Mobility data platform Vianova has found that 89 days of harsh braking data can match the predictive power of 430 days of historical collisions data.
In a new study, Vianova analysed three months of harsh braking data from connected vehicles and five years of historic collision data to compare the quality of predicting road collisions that comes from each approach.
The purpose of using connected vehicle data is to determine if safety interventions can be implemented before collisions have happened, rather than implementing these interventions after collisions have occurred.
“Essentially, identifying problem spots or evaluating improvements can be done much faster, and without the worst-case scenario of a collision needing to occur,” Vianova Data Scientist Anne Legendre told Zag Daily. “When most black spot analyses use a minimum three years of data to identify risk zones, getting the same insights in a much smaller time period could really change the paradigm.”
To come to its findings, Vianova studied data in central London. The company built a model which incorporated five years of historic collision data, three months of harsh braking data, and a nine-month validation dataset of collisions.
Its purpose was to determine how many of the data points in the validation set could be identified using historic collision data and harsh braking data.
Using a clustering algorithm, Vianova identified 2,031 cluster centroids which were considered as distinct risk locations as a result of multiple vehicles suddenly braking.

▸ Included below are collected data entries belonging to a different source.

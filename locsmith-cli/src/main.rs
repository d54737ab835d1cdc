mod init;
mod status;
mod translate;

use clap::{Parser, Subcommand};

#[derive(Parser, Debug)]
#[command(author, version, about, long_about = None)]
struct Args {
    #[command(subcommand)]
    commands: Commands,
}

/// Supported subcommands.
#[derive(Subcommand, Debug)]
enum Commands {
    /// Translate changed keys into the configured target locales.
    Translate {
        /// Restrict the run to one target locale
        #[arg(short, long)]
        locale: Option<String>,

        /// Bypass change detection and retranslate everything
        #[arg(short, long)]
        force: bool,
    },

    /// Write a starter locsmith.toml into the current directory.
    Init,

    /// Show which keys are pending translation, without calling the model.
    Status,
}

#[tokio::main]
async fn main() {
    let args = Args::parse();

    let exit_code = match args.commands {
        Commands::Translate { locale, force } => translate::run(locale, force).await,
        Commands::Init => init::run(),
        Commands::Status => status::run(),
    };

    std::process::exit(exit_code);
}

Each cluster represents a 75-metre radius.
![](https://zagdaily.com/wp-content/uploads/2025/02/Vianova-3-1024x785.png)
These clusters were then compared against the 6,624 actual collisions that were recorded in the following nine months.
This model’s performance was compared against two models based on five years of historic collision data. The first compared a random sample of 2,031 collisions, and the second analysed the entire set of collisions in the last five years.
Vianova found that 39% of future collisions occurred within 75 metres of its identified harsh braking clusters. And the approach was 35% more accurate than selecting an equivalent sample from historical collision data.
“Our approach is part of a shift from reactive to proactive safety planning,” said Anne. “We’re not disputing the strong predictive power of historic collisions to spot future collisions. But if the same trends are apparent in a few weeks of data, then it’s much easier to deploy low cost interventions like signs and lines rather than waiting for something awful to happen.
“And getting new data daily or even hourly can dramatically shorten the feedback loop to figure out if an intervention is having the desired effect, or if there are negative impacts somewhere else.”
When expanding its analysis to compare the predictive effects of a grouping of harsh braking events versus a grouping of collisions, Vianova found that harsh braking data alone achieved a 71.83% prediction rate.
A combination of both harsh braking patterns and historical collisions meant Vianova could predict 93.80% of its standardised areas with future collisions.
138 of these standardised areas – which were hexagonal areas for the purpose of the study – had no historic collision record but showed harsh braking patterns. Vianova found these areas to then go on and experience future collisions, which would have been missed if only using traditional analyses methods.
Furthermore, Vianova found that single harsh braking clusters often predicted multiple future collision locations. This suggests that these areas represent a persistent risk rather than random incidents, flagging them for intervention.
“We’re continuing to work with cities throughout Europe to refine the model and look at the predictive power of other behavioral insights from Floating Car Data, such as speeding. We’re also expanding the research to test in different geographic and cultural contexts, such as the US.”